Bar chart showing the rapid growth of capex by hyperscalers - from near zero in 2012 to estimated $720 billion in 2026.
Source: MUFG Securities. Used with permission.

 

Anecdotally, we have not heard on earnings calls that these companies are achieving large economic returns to date. Granted it is early stages, but returns will need to justify these capital costs. The big concern for us is the funding of this CapEx, which originally relied on equity and free cash flow, but has morphed into massive piles of debt. A significant amount of money has been raised in the investment grade and private credit markets, but billions of dollars have been issued in the convertible and high yield markets as well. Companies like Meta and Microsoft have recently engaged in large, bespoke arrangements with both public and private lenders, which brings new risks to the market that we have been carefully avoiding.

Separately, nobody yet knows whether AI will save money and generate profitable growth for businesses and/or how it will ultimately impact the labor force. Will there be massive layoffs and rising unemployment due to the replacement of workers, as Citrini Research and Dario Amodei, the founder of Anthropic, have hypothesized? Or is it just another efficiency layer built on top of existing systems – a force multiplier that allows workers to be more efficient and increase productivity? Only time will tell, but the turmoil of day-to-day headlines is something investors have to parse.

A related topic that started making regular headlines late last year is the ongoing trouble in the private credit market. As the chart below shows, the asset class has grown extremely rapidly since its inception in 2002.

Bar chart showing the rapid growth of private credit from 2012 to 2024. The whole market was about $50 million in 2012, and by 2024 it was 1.4 trillion.
Source: Federal Reserve Board and Bianco Research. Used with permission.

 

As you might expect, fast growth like this often leads to fast (read: careless) lending, which inevitably leads to credit problems. In fact, there have been many stories in the past several months about private credit borrowers negotiating liability management exercises – a.k.a. distressed exchanges – where lenders are taking the ownership keys from the sponsors due to missed payments or covenant breaches. In some cases, these businesses are struggling badly enough that the new owners even write down their investments shortly after acquiring them. J.P. Morgan High Yield credit strategists estimate that from 2010 to 2023, 50% of distressed exchanges eventually defaulted again. Something to keep an eye on.

Industry concentration is another major risk in private credit. Matt Mish, a Credit Strategist at UBS, estimates that 24% of public Business Development Company (BDC) holdings are in technology and 30% are in business services. For comparison, exposure in the traditional high yield market is 7.3% and 5.7%, respectively. He believes both sectors are disproportionately susceptible to, at a minimum, the perception of AI disruption, and at worst, an existential threat. Prior to the AI boom, software leveraged buyouts (LBOs) were easily able to obtain financing in the BDC, private credit, and leveraged loan markets (deliberately bypassing the high yield market) because they were seen as safe borrowers due to their attractive business models, particularly high switching costs and expanding profit margins.

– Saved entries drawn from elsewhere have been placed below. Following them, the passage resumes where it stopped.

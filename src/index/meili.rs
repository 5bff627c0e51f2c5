//! Meilisearch HTTP client.
//!
//! A thin `reqwest` wrapper over the Meilisearch REST API. All requests
//! carry the configured API key as a bearer token. Error responses
//! (`{"message", "code", "type", "link"}`) are mapped onto [`IndexError`]:
//!
//! | Meilisearch code | Mapped to |
//! |------------------|-----------|
//! | `index_not_found` | [`IndexError::IndexNotFound`] |
//! | `index_already_exists` | [`IndexError::IndexAlreadyExists`] |
//! | `invalid_search_filter` | [`IndexError::InvalidFilter`] |
//! | other `invalid_*` / `missing_*` | [`IndexError::InvalidRequest`] |
//! | anything else, network errors | [`IndexError::Unavailable`] |

use std::time::Duration;

use anyhow::Context;
use async_trait::async_trait;
use reqwest::{Method, RequestBuilder, StatusCode};
use serde::de::DeserializeOwned;
use serde::Deserialize;
use serde_json::Value;

use super::{DocumentsPage, IndexError, IndexInfo, IndexResult, IndexService, IndexStats, Task};
use crate::models::{SearchQuery, SearchResponse};

/// Connection to one Meilisearch server.
pub struct MeiliIndex {
    client: reqwest::Client,
    host: String,
    api_key: Option<String>,
}

#[derive(Debug, Deserialize)]
struct MeiliErrorBody {
    message: String,
    #[serde(default)]
    code: String,
}

#[derive(Debug, Deserialize)]
struct IndexList {
    results: Vec<IndexInfo>,
}

impl MeiliIndex {
    /// Build a client for `host` (e.g. `http://localhost:7700`).
    ///
    /// No request is made; an unreachable server surfaces on first use as
    /// [`IndexError::Unavailable`].
    pub fn connect(host: &str, api_key: Option<&str>, timeout: Duration) -> anyhow::Result<Self> {
        let parsed = url::Url::parse(host)
            .with_context(|| format!("Invalid index host URL: {}", host))?;
        if !matches!(parsed.scheme(), "http" | "https") {
            anyhow::bail!("Index host must be http or https: {}", host);
        }

        let client = reqwest::Client::builder().timeout(timeout).build()?;

        Ok(Self {
            client,
            host: host.trim_end_matches('/').to_string(),
            api_key: api_key.filter(|k| !k.is_empty()).map(str::to_string),
        })
    }

    fn request(&self, method: Method, path: &str) -> RequestBuilder {
        let rb = self
            .client
            .request(method, format!("{}{}", self.host, path));
        match &self.api_key {
            Some(key) => rb.bearer_auth(key),
            None => rb,
        }
    }

    /// Send a request and decode the JSON body, mapping failures.
    ///
    /// `index` names the index the request targets and is used to build
    /// not-found errors.
    async fn send<T: DeserializeOwned>(&self, rb: RequestBuilder, index: &str) -> IndexResult<T> {
        let response = rb
            .send()
            .await
            .map_err(|e| IndexError::Unavailable(e.to_string()))?;
        let status = response.status();

        if status.is_success() {
            return response
                .json::<T>()
                .await
                .map_err(|e| IndexError::Unavailable(format!("malformed response: {}", e)));
        }

        let body = response.text().await.unwrap_or_default();
        Err(map_error(status, &body, index))
    }
}

fn map_error(status: StatusCode, body: &str, index: &str) -> IndexError {
    let parsed: Option<MeiliErrorBody> = serde_json::from_str(body).ok();
    let (code, message) = match parsed {
        Some(e) => (e.code, e.message),
        None => (String::new(), body.to_string()),
    };

    match code.as_str() {
        "index_not_found" => IndexError::IndexNotFound(index.to_string()),
        "index_already_exists" => IndexError::IndexAlreadyExists(index.to_string()),
        "invalid_search_filter" => IndexError::InvalidFilter(message),
        c if c.starts_with("invalid_") && c != "invalid_api_key" => {
            IndexError::InvalidRequest(message)
        }
        c if c.starts_with("missing_") && c != "missing_authorization_header" => {
            IndexError::InvalidRequest(message)
        }
        _ => IndexError::Unavailable(format!("Meilisearch error {}: {}", status, message)),
    }
}

#[async_trait]
impl IndexService for MeiliIndex {
    async fn create_index(&self, name: &str, primary_key: &str) -> IndexResult<Task> {
        let body = serde_json::json!({ "uid": name, "primaryKey": primary_key });
        self.send(self.request(Method::POST, "/indexes").json(&body), name)
            .await
    }

    async fn delete_index(&self, name: &str) -> IndexResult<Task> {
        // Deleting a missing index only fails inside the task; check first
        // so callers get a synchronous not-found.
        self.get_index(name).await?;
        self.send(
            self.request(Method::DELETE, &format!("/indexes/{}", name)),
            name,
        )
        .await
    }

    async fn get_index(&self, name: &str) -> IndexResult<IndexInfo> {
        self.send(self.request(Method::GET, &format!("/indexes/{}", name)), name)
            .await
    }

    async fn list_indexes(&self) -> IndexResult<Vec<IndexInfo>> {
        let list: IndexList = self
            .send(self.request(Method::GET, "/indexes?limit=1000"), "")
            .await?;
        Ok(list.results)
    }

    async fn search(&self, index: &str, query: &SearchQuery) -> IndexResult<SearchResponse> {
        self.send(
            self.request(Method::POST, &format!("/indexes/{}/search", index))
                .json(query),
            index,
        )
        .await
    }

    async fn add_documents(
        &self,
        index: &str,
        documents: &[Value],
        primary_key: Option<&str>,
    ) -> IndexResult<Task> {
        let mut rb = self.request(Method::POST, &format!("/indexes/{}/documents", index));
        if let Some(pk) = primary_key {
            rb = rb.query(&[("primaryKey", pk)]);
        }
        self.send(rb.json(documents), index).await
    }

    async fn get_documents(
        &self,
        index: &str,
        limit: usize,
        offset: usize,
    ) -> IndexResult<DocumentsPage> {
        self.send(
            self.request(Method::GET, &format!("/indexes/{}/documents", index))
                .query(&[("limit", limit), ("offset", offset)]),
            index,
        )
        .await
    }

    async fn delete_all_documents(&self, index: &str) -> IndexResult<Task> {
        self.send(
            self.request(Method::DELETE, &format!("/indexes/{}/documents", index)),
            index,
        )
        .await
    }

    async fn delete_documents(&self, index: &str, ids: &[String]) -> IndexResult<Task> {
        self.send(
            self.request(
                Method::POST,
                &format!("/indexes/{}/documents/delete-batch", index),
            )
            .json(ids),
            index,
        )
        .await
    }

    async fn update_searchable_attributes(
        &self,
        index: &str,
        attributes: &[String],
    ) -> IndexResult<Task> {
        self.send(
            self.request(
                Method::PUT,
                &format!("/indexes/{}/settings/searchable-attributes", index),
            )
            .json(attributes),
            index,
        )
        .await
    }

    async fn update_filterable_attributes(
        &self,
        index: &str,
        attributes: &[String],
    ) -> IndexResult<Task> {
        self.send(
            self.request(
                Method::PUT,
                &format!("/indexes/{}/settings/filterable-attributes", index),
            )
            .json(attributes),
            index,
        )
        .await
    }

    async fn get_stats(&self, index: &str) -> IndexResult<IndexStats> {
        self.send(
            self.request(Method::GET, &format!("/indexes/{}/stats", index)),
            index,
        )
        .await
    }

    async fn get_task(&self, uid: u64) -> IndexResult<Task> {
        self.send(self.request(Method::GET, &format!("/tasks/{}", uid)), "")
            .await
    }
}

However, software companies are now seen as highly vulnerable because LLMs like Anthropic’s Claude can develop applications at nearly zero expense, rapidly eroding the competitive advantage that defined the industry for a generation. It is no wonder we have seen a significant uptick in nervous investors trying to withdraw capital from these less liquid vehicles. Many non-publicly traded private credit funds have had to either limit quarterly withdrawals from investors or sell off pieces of their portfolio at discounts to meet redemptions. UBS estimates private credit defaults could reach a high of 15% and leveraged loans 10%, which is significantly higher than the historical default rate for high yield bonds (typically 3%-5%). How long this takes to materialize is a big unknown, but we do know the bankruptcy cycle is often long tailed.

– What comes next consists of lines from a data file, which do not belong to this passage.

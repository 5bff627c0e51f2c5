//! Search analytics: fire-and-forget capture and aggregate reporting.
//!
//! # Write Path
//!
//! The query executor hands each committed search to [`Recorder::record`],
//! which only does a `try_send` onto a bounded channel. A single background
//! worker drains the channel into an [`AnalyticsStore`]. A full queue, a
//! store failure or a stopped worker is logged and dropped; none of them
//! can delay or fail the search that produced the event.
//!
//! The worker runs under a supervisor task that restarts it if it panics.
//!
//! # Read Path
//!
//! [`SqliteAnalytics::overview`] aggregates the last N days:
//!
//! | Field | Meaning |
//! |-------|---------|
//! | `totalSearches` | events in the window |
//! | `uniqueQueries` | distinct query strings |
//! | `avgResultsPerQuery` | mean `resultsCount` (0 when empty) |
//! | `searchVolume` | per-UTC-day counts, most recent first |
//! | `topQueries` | most frequent queries among searches that found something, with their mean results |
//! | `noResultQueries` | most frequent queries that found nothing |

use async_trait::async_trait;
use chrono::{DateTime, SecondsFormat, Utc};
use serde::Serialize;
use sqlx::{Row, SqlitePool};
use std::sync::Arc;
use tokio::sync::{mpsc, Mutex};
use tokio::task::JoinHandle;
use uuid::Uuid;

use crate::db::now_ts;
use crate::error::PortalResult;
use crate::models::SearchAnalyticsEvent;

const SECONDS_PER_DAY: i64 = 86_400;

/// Request metadata attached to an analytics event.
#[derive(Debug, Clone, Default, PartialEq)]
pub struct CallerInfo {
    pub ip: Option<String>,
    pub user_agent: Option<String>,
}

/// Persistence for analytics events.
#[async_trait]
pub trait AnalyticsStore: Send + Sync {
    async fn insert(&self, event: &SearchAnalyticsEvent) -> PortalResult<()>;
}

/// Handle for submitting events to the background worker.
#[derive(Clone)]
pub struct Recorder {
    tx: mpsc::Sender<SearchAnalyticsEvent>,
}

impl Recorder {
    /// Start the worker and its supervisor.
    ///
    /// The returned handle finishes once every `Recorder` clone has been
    /// dropped and the queue is drained.
    pub fn spawn(store: Arc<dyn AnalyticsStore>, capacity: usize) -> (Recorder, JoinHandle<()>) {
        let (tx, rx) = mpsc::channel(capacity.max(1));
        let rx = Arc::new(Mutex::new(rx));
        let supervisor = tokio::spawn(supervise(rx, store));
        (Recorder { tx }, supervisor)
    }

    /// Queue one event. Never blocks and never fails the caller.
    ///
    /// Returns whether the event was accepted onto the queue. Blank
    /// queries are ignored.
    pub fn record(&self, query: &str, results_count: u64, caller: &CallerInfo) -> bool {
        let query = query.trim();
        if query.is_empty() {
            return false;
        }

        let event = SearchAnalyticsEvent {
            id: Uuid::new_v4().to_string(),
            query: query.to_string(),
            results_count,
            user_ip: caller.ip.clone(),
            user_agent: caller.user_agent.clone(),
            created_at: now_ts(),
        };

        match self.tx.try_send(event) {
            Ok(()) => true,
            Err(mpsc::error::TrySendError::Full(event)) => {
                tracing::warn!(query = %event.query, "analytics queue full, dropping event");
                false
            }
            Err(mpsc::error::TrySendError::Closed(event)) => {
                tracing::warn!(query = %event.query, "analytics worker stopped, dropping event");
                false
            }
        }
    }
}

async fn supervise(
    rx: Arc<Mutex<mpsc::Receiver<SearchAnalyticsEvent>>>,
    store: Arc<dyn AnalyticsStore>,
) {
    loop {
        let worker = tokio::spawn(drain(rx.clone(), store.clone()));
        match worker.await {
            Ok(()) => break,
            Err(e) if e.is_panic() => {
                tracing::error!("analytics worker panicked, restarting");
            }
            Err(_) => break,
        }
    }
    tracing::debug!("analytics worker stopped");
}

async fn drain(rx: Arc<Mutex<mpsc::Receiver<SearchAnalyticsEvent>>>, store: Arc<dyn AnalyticsStore>) {
    loop {
        let next = rx.lock().await.recv().await;
        let Some(event) = next else {
            return;
        };
        if let Err(e) = store.insert(&event).await {
            tracing::warn!(
                query = %event.query,
                error = %e,
                details = e.details().unwrap_or_default(),
                "failed to persist search analytics"
            );
        }
    }
}

// ============ Reporting ============

#[derive(Debug, Clone, PartialEq, Serialize)]
pub struct DateRange {
    pub start: String,
    pub end: String,
    #[serde(skip_serializing_if = "Option::is_none")]
    pub days: Option<u32>,
}

impl DateRange {
    fn window(since: i64, now: i64, days: Option<u32>) -> Self {
        Self {
            start: format_iso(since),
            end: format_iso(now),
            days,
        }
    }
}

#[derive(Debug, Clone, PartialEq, Serialize)]
#[serde(rename_all = "camelCase")]
pub struct OverviewTotals {
    pub total_searches: u64,
    pub unique_queries: u64,
    pub avg_results_per_query: f64,
    pub date_range: DateRange,
}

#[derive(Debug, Clone, PartialEq, Serialize)]
pub struct DayVolume {
    pub date: String,
    pub count: u64,
}

#[derive(Debug, Clone, PartialEq, Serialize)]
pub struct TopQuery {
    pub query: String,
    pub count: u64,
    pub avg_results: f64,
}

#[derive(Debug, Clone, PartialEq, Serialize)]
pub struct ZeroResultQuery {
    pub query: String,
    pub count: u64,
}

#[derive(Debug, Clone, PartialEq, Serialize)]
#[serde(rename_all = "camelCase")]
pub struct AnalyticsOverview {
    pub overview: OverviewTotals,
    pub search_volume: Vec<DayVolume>,
    pub top_queries: Vec<TopQuery>,
    pub no_result_queries: Vec<ZeroResultQuery>,
}

/// `2024-03-01T12:00:00.000Z`
pub fn format_iso(ts: i64) -> String {
    DateTime::<Utc>::from_timestamp(ts, 0)
        .map(|dt| dt.to_rfc3339_opts(SecondsFormat::Millis, true))
        .unwrap_or_else(|| ts.to_string())
}

/// SQLite-backed analytics store and report queries.
#[derive(Clone)]
pub struct SqliteAnalytics {
    pool: SqlitePool,
}

impl SqliteAnalytics {
    pub fn new(pool: SqlitePool) -> Self {
        Self { pool }
    }

    /// Aggregates over the last `days` days; top lists hold `limit` rows.
    pub async fn overview(&self, days: u32, limit: u32) -> PortalResult<AnalyticsOverview> {
        let now = now_ts();
        let since = now - days as i64 * SECONDS_PER_DAY;

        let totals = sqlx::query(
            "SELECT COUNT(*) AS total, COUNT(DISTINCT query) AS uniq, AVG(results_count) AS avg
             FROM search_analytics WHERE created_at >= ?",
        )
        .bind(since)
        .fetch_one(&self.pool)
        .await?;

        let volume = sqlx::query(
            "SELECT date(created_at, 'unixepoch') AS day, COUNT(*) AS count
             FROM search_analytics WHERE created_at >= ?
             GROUP BY day ORDER BY day DESC",
        )
        .bind(since)
        .fetch_all(&self.pool)
        .await?;

        let top = sqlx::query(
            "SELECT query, COUNT(*) AS count, AVG(results_count) AS avg_results
             FROM search_analytics WHERE results_count > 0 AND created_at >= ?
             GROUP BY query ORDER BY count DESC, query ASC LIMIT ?",
        )
        .bind(since)
        .bind(limit as i64)
        .fetch_all(&self.pool)
        .await?;

        let zero = sqlx::query(
            "SELECT query, COUNT(*) AS count
             FROM search_analytics WHERE results_count = 0 AND created_at >= ?
             GROUP BY query ORDER BY count DESC, query ASC LIMIT ?",
        )
        .bind(since)
        .bind(limit as i64)
        .fetch_all(&self.pool)
        .await?;

        Ok(AnalyticsOverview {
            overview: OverviewTotals {
                total_searches: totals.get::<i64, _>("total") as u64,
                unique_queries: totals.get::<i64, _>("uniq") as u64,
                avg_results_per_query: totals.get::<Option<f64>, _>("avg").unwrap_or(0.0),
                date_range: DateRange::window(since, now, Some(days)),
            },
            search_volume: volume
                .iter()
                .map(|r| DayVolume {
                    date: r.get("day"),
                    count: r.get::<i64, _>("count") as u64,
                })
                .collect(),
            top_queries: top
                .iter()
                .map(|r| TopQuery {
                    query: r.get("query"),
                    count: r.get::<i64, _>("count") as u64,
                    avg_results: r.get::<Option<f64>, _>("avg_results").unwrap_or(0.0),
                })
                .collect(),
            no_result_queries: zero
                .iter()
                .map(|r| ZeroResultQuery {
                    query: r.get("query"),
                    count: r.get::<i64, _>("count") as u64,
                })
                .collect(),
        })
    }

    /// Events from the last `days` days, newest first, with the window.
    pub async fn events_since(&self, days: u32) -> PortalResult<(Vec<SearchAnalyticsEvent>, DateRange)> {
        let now = now_ts();
        let since = now - days as i64 * SECONDS_PER_DAY;

        let rows = sqlx::query(
            "SELECT id, query, results_count, user_ip, user_agent, created_at
             FROM search_analytics WHERE created_at >= ?
             ORDER BY created_at DESC, rowid DESC",
        )
        .bind(since)
        .fetch_all(&self.pool)
        .await?;

        let events = rows
            .iter()
            .map(|r| SearchAnalyticsEvent {
                id: r.get("id"),
                query: r.get("query"),
                results_count: r.get::<i64, _>("results_count") as u64,
                user_ip: r.get("user_ip"),
                user_agent: r.get("user_agent"),
                created_at: r.get("created_at"),
            })
            .collect();

        Ok((events, DateRange::window(since, now, None)))
    }

    pub async fn count(&self) -> PortalResult<u64> {
        let n: i64 = sqlx::query_scalar("SELECT COUNT(*) FROM search_analytics")
            .fetch_one(&self.pool)
            .await?;
        Ok(n as u64)
    }
}

#[async_trait]
impl AnalyticsStore for SqliteAnalytics {
    async fn insert(&self, event: &SearchAnalyticsEvent) -> PortalResult<()> {
        sqlx::query(
            "INSERT INTO search_analytics (id, query, results_count, user_ip, user_agent, created_at)
             VALUES (?, ?, ?, ?, ?, ?)",
        )
        .bind(&event.id)
        .bind(&event.query)
        .bind(event.results_count as i64)
        .bind(&event.user_ip)
        .bind(&event.user_agent)
        .bind(event.created_at)
        .execute(&self.pool)
        .await?;
        Ok(())
    }
}

#[cfg(test)]
mod tests {
    use super::*;
    use crate::error::PortalError;
    use std::sync::Mutex as StdMutex;
    use std::time::Duration;

    #[derive(Default)]
    struct CollectingStore(StdMutex<Vec<SearchAnalyticsEvent>>);

    #[async_trait]
    impl AnalyticsStore for CollectingStore {
        async fn insert(&self, event: &SearchAnalyticsEvent) -> PortalResult<()> {
            self.0.lock().unwrap().push(event.clone());
            Ok(())
        }
    }

    struct FailingStore;

    #[async_trait]
    impl AnalyticsStore for FailingStore {
        async fn insert(&self, _event: &SearchAnalyticsEvent) -> PortalResult<()> {
            Err(PortalError::upstream("Database unavailable", "disk full"))
        }
    }

    struct SlowStore;

    #[async_trait]
    impl AnalyticsStore for SlowStore {
        async fn insert(&self, _event: &SearchAnalyticsEvent) -> PortalResult<()> {
            tokio::time::sleep(Duration::from_secs(60)).await;
            Ok(())
        }
    }

    #[tokio::test]
    async fn test_records_trimmed_query_and_drains_on_drop() {
        let store = Arc::new(CollectingStore::default());
        let (recorder, worker) = Recorder::spawn(store.clone(), 8);

        let caller = CallerInfo {
            ip: Some("10.0.0.1".into()),
            user_agent: Some("curl/8".into()),
        };
        assert!(recorder.record("  payroll ", 3, &caller));
        assert!(!recorder.record("   ", 0, &caller));

        drop(recorder);
        worker.await.unwrap();

        let events = store.0.lock().unwrap();
        assert_eq!(events.len(), 1);
        assert_eq!(events[0].query, "payroll");
        assert_eq!(events[0].results_count, 3);
        assert_eq!(events[0].user_ip.as_deref(), Some("10.0.0.1"));
    }

    #[tokio::test]
    async fn test_store_failure_is_swallowed() {
        let (recorder, worker) = Recorder::spawn(Arc::new(FailingStore), 8);
        assert!(recorder.record("payroll", 1, &CallerInfo::default()));
        assert!(recorder.record("benefits", 0, &CallerInfo::default()));
        drop(recorder);
        worker.await.unwrap();
    }

    #[tokio::test]
    async fn test_full_queue_drops_without_blocking() {
        let (recorder, _worker) = Recorder::spawn(Arc::new(SlowStore), 1);
        let started = std::time::Instant::now();
        let accepted = (0..10)
            .filter(|i| recorder.record(&format!("q{}", i), 0, &CallerInfo::default()))
            .count();
        assert!(accepted < 10);
        assert!(started.elapsed() < Duration::from_secs(1));
    }

    #[test]
    fn test_format_iso() {
        assert_eq!(format_iso(0), "1970-01-01T00:00:00.000Z");
    }
}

However, we do not believe the troubles in BDCs and private credit funds are a systemic risk for the markets or the banking system, but rather an idiosyncratic risk for investors in those specific funds. One bright spot is that there is very little overlap between the borrowers in the private credit/leveraged loan market and the rest of the high yield market. The withdrawal demand from private credit investors and the forced selling may take several quarters to subside, and it may be several years before we know the true impact of AI disruption on the debt markets and overall economy. This is all part of the growing pains of a relatively new industry.

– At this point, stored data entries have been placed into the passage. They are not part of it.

use anyhow::Result;
use sqlx::SqlitePool;

/// Create the portal schema. Safe to run repeatedly.
pub async fn run_migrations(pool: &SqlitePool) -> Result<()> {
    // Users allowed into the admin surfaces
    sqlx::query(
        r#"
        CREATE TABLE IF NOT EXISTS users (
            id TEXT PRIMARY KEY,
            username TEXT NOT NULL UNIQUE,
            password_hash TEXT NOT NULL,
            role TEXT NOT NULL,
            created_at INTEGER NOT NULL
        )
        "#,
    )
    .execute(pool)
    .await?;

    // Sites: source of truth for the search index
    sqlx::query(
        r#"
        CREATE TABLE IF NOT EXISTS sites (
            id TEXT PRIMARY KEY,
            name TEXT NOT NULL,
            url TEXT NOT NULL,
            description TEXT,
            type TEXT NOT NULL DEFAULT 'website',
            created_by TEXT NOT NULL,
            created_at INTEGER NOT NULL,
            updated_at INTEGER NOT NULL
        )
        "#,
    )
    .execute(pool)
    .await?;

    sqlx::query(
        r#"
        CREATE TABLE IF NOT EXISTS audit_logs (
            id TEXT PRIMARY KEY,
            user_id TEXT NOT NULL,
            action TEXT NOT NULL,
            site_id TEXT,
            changes_json TEXT NOT NULL,
            created_at INTEGER NOT NULL
        )
        "#,
    )
    .execute(pool)
    .await?;

    sqlx::query(
        r#"
        CREATE TABLE IF NOT EXISTS search_analytics (
            id TEXT PRIMARY KEY,
            query TEXT NOT NULL,
            results_count INTEGER NOT NULL,
            user_ip TEXT,
            user_agent TEXT,
            created_at INTEGER NOT NULL
        )
        "#,
    )
    .execute(pool)
    .await?;

    sqlx::query("CREATE INDEX IF NOT EXISTS idx_sites_created_at ON sites(created_at DESC)")
        .execute(pool)
        .await?;
    sqlx::query("CREATE INDEX IF NOT EXISTS idx_audit_logs_site_id ON audit_logs(site_id)")
        .execute(pool)
        .await?;
    sqlx::query(
        "CREATE INDEX IF NOT EXISTS idx_search_analytics_created_at ON search_analytics(created_at DESC)",
    )
    .execute(pool)
    .await?;

    Ok(())
}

Finally, and most importantly, on February 28th, the United States and Israel attacked Iran, throwing more chaos into world markets and the global economy. After hitting all-time highs in January and February, the Dow Industrial and S&P Indices are now down on the year. Oil is hovering around $100 per barrel as the Strait of Hormuz is essentially closed. About 20% of the world’s liquified natural gas and 25% of the world’s oil originates in the region and must pass through the Strait. In addition, about one-third of seaborne fertilizer for farming also travels through the Strait. Depending on what crops they grow, farmers could be in planting season just as fertilizer prices are spiking, triggering higher food costs among other unintended consequences.

In times of global uncertainty, demand for U.S. Treasuries usually increases due to the so-called “flight to safety” trade, but during this war, Treasury yields have moved higher as worries about both inflation and excessive borrowing (because of the cost of the conflict) are reducing demand. Pundits have now pivoted away from Fed cuts to the possibility of a rate hike. While it has only been a few weeks, we are already seeing reverberations. Damage to gas and oil infrastructure in neighboring Middle East producers, and subsequent shutdowns of production, could take a long time to recover as chemical plants and oil fields do not turn on overnight. In fact, in some cases, it can take months, or longer, before they can return to full production capacity. United Airlines recently announced a 5% cut in its flight schedule for the second and third quarters due to fuel costs, and the company is estimating that oil could rise to $175/barrel and not return to $100/barrel until the end of 2027. Since the war started, jet fuel prices have almost doubled.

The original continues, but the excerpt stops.